After the device was broken into by a 15-year-old and made to run Doom last week, more security researchers have hacked the wallet, leading to veiled threats from the Bitfi team.

Bitfi offered a $250,000 bug bounty to anyone who could compromise the device and steal its crypto coins, which hasn’t been achieved. But researchers have been able to send signed transactions using the wallet, which should qualify them for a second, $10,000 bounty.

Three criteria were needed to claim the ten-grand prize: modify the device, connect to the Bitfi server, and send sensitive data using the wallet.

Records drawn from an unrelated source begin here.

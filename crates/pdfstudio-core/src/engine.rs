//! Document engine on top of lopdf
//!
//! Every document is normalized on load: the page tree is flattened into a
//! single `Pages` node and inheritable attributes are copied onto each page,
//! so pages can be reordered, duplicated and removed by rewriting one `Kids`
//! array.

use crate::error::PdfStudioError;
use crate::image::{ColorSpace, ImageFilter, RasterImage};
use lopdf::content::{Content, Operation};
use lopdf::{Dictionary, Document, Object, ObjectId, Stream, StringFormat};
use std::collections::{BTreeMap, HashSet};
use tracing::{debug, warn};

pub const US_LETTER: PageSize = PageSize {
    width: 612.0,
    height: 792.0,
};

pub const A4: PageSize = PageSize {
    width: 595.28,
    height: 841.89,
};

/// Page attributes a page may inherit from its ancestors in the page tree
const INHERITABLE: [&[u8]; 4] = [b"Resources", b"MediaBox", b"CropBox", b"Rotate"];

/// Deeper trees than this are treated as corrupt
const MAX_TREE_DEPTH: usize = 64;

const IMAGE_RESOURCE: &[u8] = b"StudioIm1";

/// Line advance as a multiple of the font size for multi-line text
const LINE_HEIGHT: f64 = 1.2;

#[derive(Debug, Clone, Copy, PartialEq)]
pub struct PageSize {
    pub width: f64,
    pub height: f64,
}

/// Standard 14 fonts the engine can draw with, all WinAnsi encoded
#[derive(Debug, Clone, Copy, PartialEq, Eq, PartialOrd, Ord, Hash, Default)]
pub enum StandardFont {
    #[default]
    Helvetica,
    HelveticaBold,
}

impl StandardFont {
    pub fn base_font(self) -> &'static [u8] {
        match self {
            StandardFont::Helvetica => b"Helvetica",
            StandardFont::HelveticaBold => b"Helvetica-Bold",
        }
    }

    fn resource_name(self) -> &'static [u8] {
        match self {
            StandardFont::Helvetica => b"StudioF1",
            StandardFont::HelveticaBold => b"StudioF2",
        }
    }
}
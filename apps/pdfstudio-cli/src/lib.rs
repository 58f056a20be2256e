//! PDF Studio command line
//!
//! Runs the document tools from a shell. Local tools go through
//! `pdfstudio-core`; unlock, protect, compress, OCR and conversions are
//! posted to the processing server.

pub mod cli;
pub mod commands;
pub mod remote_client;

pub use cli::{Cli, Command};
pub use remote_client::RemoteClient;
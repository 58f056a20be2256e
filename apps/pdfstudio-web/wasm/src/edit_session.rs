//! Edit session for the organize and edit panels
//!
//! Wraps the core `EditSession` for JavaScript. Annotations cross the
//! boundary as JSON arrays of
//! `{"page_number", "text", "overlay_left", "overlay_top"}` objects.

use pdfstudio_core::{
    Annotation, CommitOutput, Direction, DropPlacement, EditSession, PdfStudioError,
};
use wasm_bindgen::prelude::*;

/// Session backing one open organize or edit panel
#[wasm_bindgen(js_name = EditSession)]
pub struct WasmEditSession {
    inner: EditSession,
    last_output_name: Option<String>,
}

impl Default for WasmEditSession {
    fn default() -> Self {
        Self::new()
    }
}

#[wasm_bindgen(js_class = EditSession)]
impl WasmEditSession {
    #[wasm_bindgen(constructor)]
    pub fn new() -> WasmEditSession {
        WasmEditSession {
            inner: EditSession::default(),
            last_output_name: None,
        }
    }

    /// Load a document and return its page count
    pub fn load(&mut self, bytes: &[u8]) -> Result<u32, JsValue> {
        self.load_internal(bytes.to_vec())
            .map(|count| count as u32)
            .map_err(to_js)
    }

    #[wasm_bindgen(getter, js_name = isLoaded)]
    pub fn is_loaded(&self) -> bool {
        self.inner.is_loaded()
    }

    #[wasm_bindgen(getter, js_name = pageCount)]
    pub fn page_count(&self) -> Option<u32> {
        self.inner.page_count().map(|n| n as u32)
    }

    /// 1-based page in view
    #[wasm_bindgen(getter, js_name = currentPage)]
    pub fn current_page(&self) -> Option<u32> {
        self.inner.current_page().map(|n| n as u32)
    }

    /// Canvas pixels per PDF point the overlay is positioned against
    #[wasm_bindgen(getter, js_name = renderScale)]
    pub fn render_scale(&self) -> f64 {
        self.inner.mapping().render_scale
    }

    /// Download name of the last committed document
    #[wasm_bindgen(getter, js_name = lastOutputName)]
    pub fn last_output_name(&self) -> Option<String> {
        self.last_output_name.clone()
    }

    /// Copy of the loaded bytes for PDF.js, which takes ownership of its buffer
    #[wasm_bindgen(js_name = documentBytes)]
    pub fn document_bytes(&self) -> Option<js_sys::Uint8Array> {
        self.inner.document_bytes().map(|bytes| {
            let array = js_sys::Uint8Array::new_with_length(bytes.len() as u32);
            array.copy_from(bytes);
            array
        })
    }

    /// Save `live_json` for the current page and move forward.
    /// Returns the next page's annotations as JSON, or undefined on the last page.
    #[wasm_bindgen(js_name = nextPage)]
    pub fn next_page(&mut self, live_json: &str) -> Result<Option<String>, JsValue> {
        self.navigate_internal(Direction::Next, live_json)
            .map_err(to_js)
    }

    #[wasm_bindgen(js_name = previousPage)]
    pub fn previous_page(&mut self, live_json: &str) -> Result<Option<String>, JsValue> {
        self.navigate_internal(Direction::Previous, live_json)
            .map_err(to_js)
    }

    /// Drop thumbnail `dragged` onto `target` (zero-based original indices).
    /// Returns "before", "after", or undefined when dropped onto itself.
    #[wasm_bindgen(js_name = dropPage)]
    pub fn drop_page(&mut self, dragged: u32, target: u32) -> Result<Option<String>, JsValue> {
        self.drop_page_internal(dragged as usize, target as usize)
            .map(|placement| {
                placement.map(|p| match p {
                    DropPlacement::Before => "before".to_string(),
                    DropPlacement::After => "after".to_string(),
                })
            })
            .map_err(to_js)
    }

    /// Keyboard reorder: place `moved` directly before `target`
    #[wasm_bindgen(js_name = movePageBefore)]
    pub fn move_page_before(&mut self, moved: u32, target: u32) -> Result<(), JsValue> {
        self.inner
            .move_page_before(moved as usize, target as usize)
            .map_err(to_js)
    }

    #[wasm_bindgen(js_name = movePageAfter)]
    pub fn move_page_after(&mut self, moved: u32, target: u32) -> Result<(), JsValue> {
        self.inner
            .move_page_after(moved as usize, target as usize)
            .map_err(to_js)
    }

    /// Current order as original page indices
    #[wasm_bindgen(js_name = pageOrder)]
    pub fn page_order(&self) -> Vec<u32> {
        self.inner
            .page_order()
            .map(|order| order.final_order().iter().map(|&i| i as u32).collect())
            .unwrap_or_default()
    }

    #[wasm_bindgen(js_name = commitReorder)]
    pub fn commit_reorder(&mut self) -> Result<Vec<u8>, JsValue> {
        self.commit_reorder_internal()
            .map(|output| output.bytes)
            .map_err(to_js)
    }

    /// Burn in every annotation; `live_json` is the overlay of the page in view
    #[wasm_bindgen(js_name = commitEdits)]
    pub fn commit_edits(&mut self, live_json: &str) -> Result<Vec<u8>, JsValue> {
        self.commit_edits_internal(live_json)
            .map(|output| output.bytes)
            .map_err(to_js)
    }

    pub fn reset(&mut self) {
        self.inner.reset();
    }
}

impl WasmEditSession {
    pub fn load_internal(&mut self, bytes: Vec<u8>) -> Result<usize, PdfStudioError> {
        self.last_output_name = None;
        self.inner.load(bytes)
    }

    pub fn navigate_internal(
        &mut self,
        direction: Direction,
        live_json: &str,
    ) -> Result<Option<String>, PdfStudioError> {
        let live = parse_annotations(live_json)?;
        self.inner
            .navigate(direction, &live)
            .map(|restored| serialize_annotations(&restored))
            .transpose()
    }

    pub fn drop_page_internal(
        &mut self,
        dragged: usize,
        target: usize,
    ) -> Result<Option<DropPlacement>, PdfStudioError> {
        self.inner.drop_page(dragged, target)
    }

    pub fn commit_reorder_internal(&mut self) -> Result<CommitOutput, PdfStudioError> {
        let output = self.inner.commit_reorder()?;
        self.last_output_name = Some(output.file_name.clone());
        Ok(output)
    }

    pub fn commit_edits_internal(&mut self, live_json: &str) -> Result<CommitOutput, PdfStudioError> {
        let live = parse_annotations(live_json)?;
        let output = self.inner.commit_edits(&live)?;
        self.last_output_name = Some(output.file_name.clone());
        Ok(output)
    }
}

/// An empty string stands for an empty overlay
fn parse_annotations(json: &str) -> Result<Vec<Annotation>, PdfStudioError> {
    if json.trim().is_empty() {
        return Ok(Vec::new());
    }
    serde_json::from_str(json)
        .map_err(|e| PdfStudioError::InvalidInput(format!("Invalid annotations JSON: {}", e)))
}

fn serialize_annotations(annotations: &[Annotation]) -> Result<String, PdfStudioError> {
    serde_json::to_string(annotations)
        .map_err(|e| PdfStudioError::InvalidInput(format!("Serialization error: {}", e)))
}

pub(crate) fn to_js(e: PdfStudioError) -> JsValue {
    JsValue::from_str(&e.to_string())
}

Security researcher Andrew Tierney (better known as Cybergibbons) said “We intercepted the communications between the wallet and [Bitfi]. This has allowed us to display silly messages on the screen. The interception really isn’t the big part of it, it’s just to demonstrate that it is connected to the dashboard and still works despite significant modification.”

As per The Next Web, Tierney and his team also sent the device’s private keys and its passphrase to a remote server, which he believes qualifies him for the $10,000 bounty. “We have sent the seed and phrase from the device to another server, it just gets sent using netcat, nothing fancy.” he said. “We believe all [conditions] have been met.”

In response, Bitfi said in a now-deleted tweet that the researchers' work might have “consequences,” which led to them posting a statement on Pastebin. “We aren’t engaging with Bitfi after they made several threats on Twitter,” it reads. “Bitfi keep on trying to redefine what "unhackable" means.

John McAfee, meanwhile, is trying to laugh the whole thing off.